During Maidan, I was working a lot with journalists who covered the events. Those who received this initial wave, the first wave of violence, were deeply involved. From a professional perspective, I can say they weren’t ready since they were really in shock, all of them. You could see within a year after the events whether people could manage their trauma or not. Some could and some couldn’t. Also, you could see exhaustion. Tiredness. This exhaustion, I could say, is a topic not only for journalists but for most clients. You notice how important it is because it comes like a line, an obvious line of expression, which, however briefly, everyone mentions.
Can you describe more specifically where you think this tiredness is coming from and how it manifests physically and mentally?
People were involving themselves a lot in the political struggle, and now they feel tired, not able to do as much as they did. They still feel obliged to keep going, obliged to be working. This exacerbates the other issues clients have. Because normally I didn’t have this, but now I see it again and again.
You’re sitting at home, witnessing the end of the world, but you don’t feel much because you have gone through this emotional hell before.
Are you speaking of people who were involved in an active role in the revolution? Like journalists or activists?

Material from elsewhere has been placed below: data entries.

/// Share button support: `navigator.share` with a clipboard fallback
use atomium_core::{share_or_copy, AtomiumError, Clipboard, ShareOutcome, ShareRequest, ShareTarget};
use js_sys::{Function, Object, Promise, Reflect};
use wasm_bindgen::prelude::*;
use wasm_bindgen::JsCast;
use wasm_bindgen_futures::{spawn_local, JsFuture};
use web_sys::console;

/// Look up a callable property, if the browser provides one
fn method(target: &JsValue, name: &str) -> Option<Function> {
    Reflect::get(target, &JsValue::from_str(name))
        .ok()?
        .dyn_into::<Function>()
        .ok()
}

fn describe(err: &JsValue) -> String {
    err.as_string().unwrap_or_else(|| format!("{err:?}"))
}

fn js_error(err: JsValue) -> AtomiumError {
    AtomiumError::ShareFailed(describe(&err))
}

/// Await a browser promise without blocking the frame loop
fn detach(promise: JsValue) -> Result<(), AtomiumError> {
    let promise: Promise = promise.dyn_into().map_err(js_error)?;
    spawn_local(async move {
        if let Err(err) = JsFuture::from(promise).await {
            console::error_2(&JsValue::from_str("Error sharing:"), &err);
        }
    });
    Ok(())
}

struct NavigatorShare {
    navigator: JsValue,
    share: Function,
}

impl NavigatorShare {
    fn detect(navigator: &JsValue) -> Option<Self> {
        method(navigator, "share").map(|share| Self {
            navigator: navigator.clone(),
            share,
        })
    }
}

impl ShareTarget for NavigatorShare {
    fn share(&self, request: &ShareRequest) -> Result<(), AtomiumError> {
        let data = Object::new();
        for (key, value) in [
            ("title", &request.title),
            ("text", &request.text),
            ("url", &request.url),
        ] {
            Reflect::set(&data, &JsValue::from_str(key), &JsValue::from_str(value)).map_err(js_error)?;
        }
        let promise = self.share.call1(&self.navigator, &data).map_err(js_error)?;
        detach(promise)
    }
}

struct NavigatorClipboard {
    navigator: JsValue,
}

impl Clipboard for NavigatorClipboard {
    fn write_text(&self, text: &str) -> Result<(), AtomiumError> {
        let clipboard = Reflect::get(&self.navigator, &JsValue::from_str("clipboard"))
            .ok()
            .filter(|c| !c.is_undefined() && !c.is_null())
            .ok_or_else(|| AtomiumError::EnvironmentUnavailable("navigator.clipboard".into()))?;
        let write_text = method(&clipboard, "writeText")
            .ok_or_else(|| AtomiumError::EnvironmentUnavailable("clipboard.writeText".into()))?;
        let promise = write_text
            .call1(&clipboard, &JsValue::from_str(text))
            .map_err(js_error)?;
        detach(promise)
    }
}

/// Share the page, falling back to copying its URL.
///
/// Returns `"shared"`, `"copied"` or `"failed"`; never throws.
#[wasm_bindgen]
pub fn share_page(title: &str, text: &str, url: &str) -> String {
    let Some(window) = web_sys::window() else {
        return "failed".into();
    };
    let navigator: JsValue = window.navigator().into();
    let native = NavigatorShare::detect(&navigator);
    let clipboard = NavigatorClipboard { navigator };
    let request = ShareRequest::new(title, text, url);

    let outcome = share_or_copy(
        native.as_ref().map(|n| n as &dyn ShareTarget),
        &clipboard,
        &request,
    );
    settle(
        outcome,
        |message| window.alert_with_message(message).map_err(|err| describe(&err)),
        |context, detail| console::error_2(&JsValue::from_str(context), &JsValue::from_str(&detail)),
    )
    .into()
}

/// Label for the page. Failures, including a failed notice, go to `report`
fn settle(
    outcome: ShareOutcome,
    notify: impl FnOnce(&str) -> Result<(), String>,
    report: impl FnOnce(&'static str, String),
) -> &'static str {
    match outcome {
        ShareOutcome::Shared => "shared",
        ShareOutcome::Copied { message } => {
            if let Err(detail) = notify(message) {
                report("Error showing share notice:", detail);
            }
            "copied"
        }
        ShareOutcome::Failed(err) => {
            report("Error sharing:", err.to_string());
            "failed"
        }
    }
}

#[cfg(test)]
mod tests {
    use super::*;
    use atomium_core::share::COPIED_MESSAGE;
    use std::cell::RefCell;

    #[test]
    fn test_copied_shows_notice() {
        let shown = RefCell::new(Vec::new());
        let reported = RefCell::new(Vec::new());
        let label = settle(
            ShareOutcome::Copied {
                message: COPIED_MESSAGE,
            },
            |message| {
                shown.borrow_mut().push(message.to_string());
                Ok(())
            },
            |context, detail| reported.borrow_mut().push((context, detail)),
        );
        assert_eq!(label, "copied");
        assert_eq!(*shown.borrow(), vec![COPIED_MESSAGE.to_string()]);
        assert!(reported.borrow().is_empty());
    }

    #[test]
    fn test_failed_notice_is_reported() {
        let reported = RefCell::new(Vec::new());
        let label = settle(
            ShareOutcome::Copied {
                message: COPIED_MESSAGE,
            },
            |_| Err("alerts blocked".to_string()),
            |context, detail| reported.borrow_mut().push((context, detail)),
        );
        assert_eq!(label, "copied");
        assert_eq!(
            *reported.borrow(),
            vec![("Error showing share notice:", "alerts blocked".to_string())]
        );
    }

    #[test]
    fn test_failed_share_is_reported() {
        let reported = RefCell::new(Vec::new());
        let label = settle(
            ShareOutcome::Failed(AtomiumError::EnvironmentUnavailable("navigator.clipboard".into())),
            |_| Ok(()),
            |context, detail| reported.borrow_mut().push((context, detail)),
        );
        assert_eq!(label, "failed");
        assert_eq!(reported.borrow().len(), 1);
        assert_eq!(reported.borrow()[0].0, "Error sharing:");
    }

    #[test]
    fn test_shared_is_quiet() {
        let label = settle(ShareOutcome::Shared, |_| Ok(()), |_, _| panic!("nothing to report"));
        assert_eq!(label, "shared");
    }
}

No. It’s about even very normal citizens. Everyone was involved, if not physically, then emotionally, especially in Kyiv. People were not prepared for what happened, nor was I, and now I feel that I have more work than I am prepared for. It’s what people come with and what they have, problems that they were not ready for. For instance I know only a few projects that are working with soldiers, and they are not richly financed, not highly professional. They are just small projects. I have many colleagues who are afraid to work on this topic, afraid to work with people with this kind of trauma.
Why do you think they’re afraid?
They are not ready, as I was not ready. They feel they will not be able to do it professionally because they will not be able to help with the trauma. I know about the situation because the NGO that I work with is running a shelter for LGBTQI people, especially those from eastern Ukraine fleeing the war. Through working with these people, I have come to know how complicated it is. My colleagues who are not involved in this kind of therapy are really astonished when I tell them about my work.
I know it’s difficult, but could you give a general picture of the situation in the Ukraine right now? You had the revolution, then the war, and things are not clearing up. Are there psychological terms for this kind of situation?
Better than a psychological term is an artistic association: you’re sitting at home, witnessing the end of the world, but you don’t feel much because you have gone through this emotional hell before. You think, here I have my heater, here I have my rifle, that’s it, I’ll drink tea and see it happening.